Task goal: Output the data once more, exactly as given.

Records for the task:
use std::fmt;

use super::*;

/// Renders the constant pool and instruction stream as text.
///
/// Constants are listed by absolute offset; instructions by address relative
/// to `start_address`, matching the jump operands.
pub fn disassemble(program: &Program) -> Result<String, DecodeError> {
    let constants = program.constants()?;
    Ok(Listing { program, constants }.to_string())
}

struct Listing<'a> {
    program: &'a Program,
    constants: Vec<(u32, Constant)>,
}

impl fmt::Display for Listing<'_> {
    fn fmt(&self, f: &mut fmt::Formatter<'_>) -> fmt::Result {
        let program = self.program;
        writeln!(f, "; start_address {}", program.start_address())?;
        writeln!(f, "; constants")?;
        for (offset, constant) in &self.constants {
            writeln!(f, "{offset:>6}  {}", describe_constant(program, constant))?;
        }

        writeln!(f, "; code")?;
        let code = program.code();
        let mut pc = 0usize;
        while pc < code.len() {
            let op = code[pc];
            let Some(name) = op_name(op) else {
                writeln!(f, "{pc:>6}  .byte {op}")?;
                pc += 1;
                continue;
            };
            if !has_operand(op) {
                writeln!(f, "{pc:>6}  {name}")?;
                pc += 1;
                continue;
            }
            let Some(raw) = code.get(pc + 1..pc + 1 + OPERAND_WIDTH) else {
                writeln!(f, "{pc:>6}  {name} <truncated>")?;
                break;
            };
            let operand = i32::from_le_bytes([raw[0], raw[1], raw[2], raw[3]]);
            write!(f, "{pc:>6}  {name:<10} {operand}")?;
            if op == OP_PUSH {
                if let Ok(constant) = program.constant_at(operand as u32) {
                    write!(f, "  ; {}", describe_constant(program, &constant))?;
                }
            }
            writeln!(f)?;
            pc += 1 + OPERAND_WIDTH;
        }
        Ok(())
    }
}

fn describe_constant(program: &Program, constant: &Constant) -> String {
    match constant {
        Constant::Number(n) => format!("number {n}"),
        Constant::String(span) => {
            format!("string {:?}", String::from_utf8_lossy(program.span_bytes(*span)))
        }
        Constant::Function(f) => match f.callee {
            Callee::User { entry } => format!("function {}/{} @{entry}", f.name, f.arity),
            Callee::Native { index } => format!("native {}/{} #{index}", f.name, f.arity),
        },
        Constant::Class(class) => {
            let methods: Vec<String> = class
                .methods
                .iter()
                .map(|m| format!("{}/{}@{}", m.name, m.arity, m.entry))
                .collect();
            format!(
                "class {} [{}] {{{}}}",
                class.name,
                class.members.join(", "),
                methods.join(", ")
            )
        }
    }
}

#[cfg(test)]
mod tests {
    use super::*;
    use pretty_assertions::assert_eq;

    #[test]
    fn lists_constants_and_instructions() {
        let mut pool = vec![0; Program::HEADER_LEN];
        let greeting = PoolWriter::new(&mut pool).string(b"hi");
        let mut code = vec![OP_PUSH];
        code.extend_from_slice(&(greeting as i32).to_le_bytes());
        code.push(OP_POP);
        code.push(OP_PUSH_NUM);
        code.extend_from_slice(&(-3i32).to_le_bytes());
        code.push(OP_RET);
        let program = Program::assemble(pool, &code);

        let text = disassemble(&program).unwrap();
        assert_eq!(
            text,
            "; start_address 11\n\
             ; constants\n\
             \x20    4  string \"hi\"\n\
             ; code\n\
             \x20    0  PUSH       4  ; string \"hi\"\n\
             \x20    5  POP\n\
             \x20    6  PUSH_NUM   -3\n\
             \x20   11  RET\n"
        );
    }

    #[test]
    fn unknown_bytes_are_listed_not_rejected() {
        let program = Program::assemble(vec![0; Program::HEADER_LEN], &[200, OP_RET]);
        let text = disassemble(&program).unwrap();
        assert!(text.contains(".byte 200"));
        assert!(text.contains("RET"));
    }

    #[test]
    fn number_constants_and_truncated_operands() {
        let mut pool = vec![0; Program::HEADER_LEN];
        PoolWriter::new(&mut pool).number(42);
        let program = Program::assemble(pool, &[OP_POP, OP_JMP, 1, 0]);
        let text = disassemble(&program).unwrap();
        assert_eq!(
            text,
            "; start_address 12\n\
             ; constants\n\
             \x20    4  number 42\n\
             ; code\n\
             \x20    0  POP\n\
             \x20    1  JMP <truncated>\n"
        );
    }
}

Solution:
use std::fmt;

use super::*;

/// Renders the constant pool and instruction stream as text.
///
/// Constants are listed by absolute offset; instructions by address relative
/// to `start_address`, matching the jump operands.
pub fn disassemble(program: &Program) -> Result<String, DecodeError> {
    let constants = program.constants()?;
    Ok(Listing { program, constants }.to_string())
}

struct Listing<'a> {
    program: &'a Program,
    constants: Vec<(u32, Constant)>,
}

impl fmt::Display for Listing<'_> {
    fn fmt(&self, f: &mut fmt::Formatter<'_>) -> fmt::Result {
        let program = self.program;
        writeln!(f, "; start_address {}", program.start_address())?;
        writeln!(f, "; constants")?;
        for (offset, constant) in &self.constants {
            writeln!(f, "{offset:>6}  {}", describe_constant(program, constant))?;
        }

        writeln!(f, "; code")?;
        let code = program.code();
        let mut pc = 0usize;
        while pc < code.len() {
            let op = code[pc];
            let Some(name) = op_name(op) else {
                writeln!(f, "{pc:>6}  .byte {op}")?;
                pc += 1;
                continue;
            };
            if !has_operand(op) {
                writeln!(f, "{pc:>6}  {name}")?;
                pc += 1;
                continue;
            }
            let Some(raw) = code.get(pc + 1..pc + 1 + OPERAND_WIDTH) else {
                writeln!(f, "{pc:>6}  {name} <truncated>")?;
                break;
            };
            let operand = i32::from_le_bytes([raw[0], raw[1], raw[2], raw[3]]);
            write!(f, "{pc:>6}  {name:<10} {operand}")?;
            if op == OP_PUSH {
                if let Ok(constant) = program.constant_at(operand as u32) {
                    write!(f, "  ; {}", describe_constant(program, &constant))?;
                }
            }
            writeln!(f)?;
            pc += 1 + OPERAND_WIDTH;
        }
        Ok(())
    }
}

fn describe_constant(program: &Program, constant: &Constant) -> String {
    match constant {
        Constant::Number(n) => format!("number {n}"),
        Constant::String(span) => {
            format!("string {:?}", String::from_utf8_lossy(program.span_bytes(*span)))
        }
        Constant::Function(f) => match f.callee {
            Callee::User { entry } => format!("function {}/{} @{entry}", f.name, f.arity),
            Callee::Native { index } => format!("native {}/{} #{index}", f.name, f.arity),
        },
        Constant::Class(class) => {
            let methods: Vec<String> = class
                .methods
                .iter()
                .map(|m| format!("{}/{}@{}", m.name, m.arity, m.entry))
                .collect();
            format!(
                "class {} [{}] {{{}}}",
                class.name,
                class.members.join(", "),
                methods.join(", ")
            )
        }
    }
}

#[cfg(test)]
mod tests {
    use super::*;
    use pretty_assertions::assert_eq;

    #[test]
    fn lists_constants_and_instructions() {
        let mut pool = vec![0; Program::HEADER_LEN];
        let greeting = PoolWriter::new(&mut pool).string(b"hi");
        let mut code = vec![OP_PUSH];
        code.extend_from_slice(&(greeting as i32).to_le_bytes());
        code.push(OP_POP);
        code.push(OP_PUSH_NUM);
        code.extend_from_slice(&(-3i32).to_le_bytes());
        code.push(OP_RET);
        let program = Program::assemble(pool, &code);

        let text = disassemble(&program).unwrap();
        assert_eq!(
            text,
            "; start_address 11\n\
             ; constants\n\
             \x20    4  string \"hi\"\n\
             ; code\n\
             \x20    0  PUSH       4  ; string \"hi\"\n\
             \x20    5  POP\n\
             \x20    6  PUSH_NUM   -3\n\
             \x20   11  RET\n"
        );
    }

    #[test]
    fn unknown_bytes_are_listed_not_rejected() {
        let program = Program::assemble(vec![0; Program::HEADER_LEN], &[200, OP_RET]);
        let text = disassemble(&program).unwrap();
        assert!(text.contains(".byte 200"));
        assert!(text.contains("RET"));
    }

    #[test]
    fn number_constants_and_truncated_operands() {
        let mut pool = vec![0; Program::HEADER_LEN];
        PoolWriter::new(&mut pool).number(42);
        let program = Program::assemble(pool, &[OP_POP, OP_JMP, 1, 0]);
        let text = disassemble(&program).unwrap();
        assert_eq!(
            text,
            "; start_address 12\n\
             ; constants\n\
             \x20    4  number 42\n\
             ; code\n\
             \x20    0  POP\n\
             \x20    1  JMP <truncated>\n"
        );
    }
}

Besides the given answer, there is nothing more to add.